■ **What the task asks**
Beneath this task are records; print exactly the stretch of them from the line with "#![no_main]" through the line with "panics are not", both ends included.

■ **Data listing**
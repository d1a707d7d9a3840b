#![no_main]

use libfuzzer_sys::fuzz_target;
use object_wire::core::security::CapabilityContext;
use object_wire::core::types::TypeRegistry;
use object_wire::WireReader;
use std::sync::Arc;

fuzz_target!(|data: &[u8]| {
    // Fuzz the reader with every category granted; errors are fine, panics are not
    let registry = Arc::new(TypeRegistry::with_builtins());
    let Ok(mut reader) = WireReader::with_defaults(data, registry) else {
        return;
    };
    let ctx = CapabilityContext::trusted();
    while !reader.is_closed() {
        let _ = reader.read_value(&ctx);
    }
});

■ **Written solution**
#![no_main]

use libfuzzer_sys::fuzz_target;
use object_wire::core::security::CapabilityContext;
use object_wire::core::types::TypeRegistry;
use object_wire::WireReader;
use std::sync::Arc;

fuzz_target!(|data: &[u8]| {
    // Fuzz the reader with every category granted; errors are fine, panics are not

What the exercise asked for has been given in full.